## TRY IT
State the number of lines below in which the word "imbalance" appears. Nothing else belongs in the answer.

***

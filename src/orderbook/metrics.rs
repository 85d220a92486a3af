//! Order book summary metrics

use rust_decimal::Decimal;
use serde::{Deserialize, Serialize};

/// Computed metrics for an order book
#[derive(Debug, Clone, Default, PartialEq, Serialize, Deserialize)]
pub struct OrderBookMetrics {
    pub best_bid: Option<Decimal>,
    pub best_ask: Option<Decimal>,

    /// Mid price (average of best bid and ask)
    pub mid_price: Option<Decimal>,

    pub spread: Option<Decimal>,

    /// Spread in basis points
    pub spread_bps: Option<Decimal>,

    /// Simple imbalance: (bid_vol - ask_vol) / (bid_vol + ask_vol)
    pub imbalance: Option<Decimal>,

    /// Total bid depth (volume)
    pub bid_depth: Decimal,

    /// Total ask depth (volume)
    pub ask_depth: Decimal,

    /// Number of bid levels
    pub bid_levels: usize,

    /// Number of ask levels
    pub ask_levels: usize,
}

***

## ANSWER SECTION
2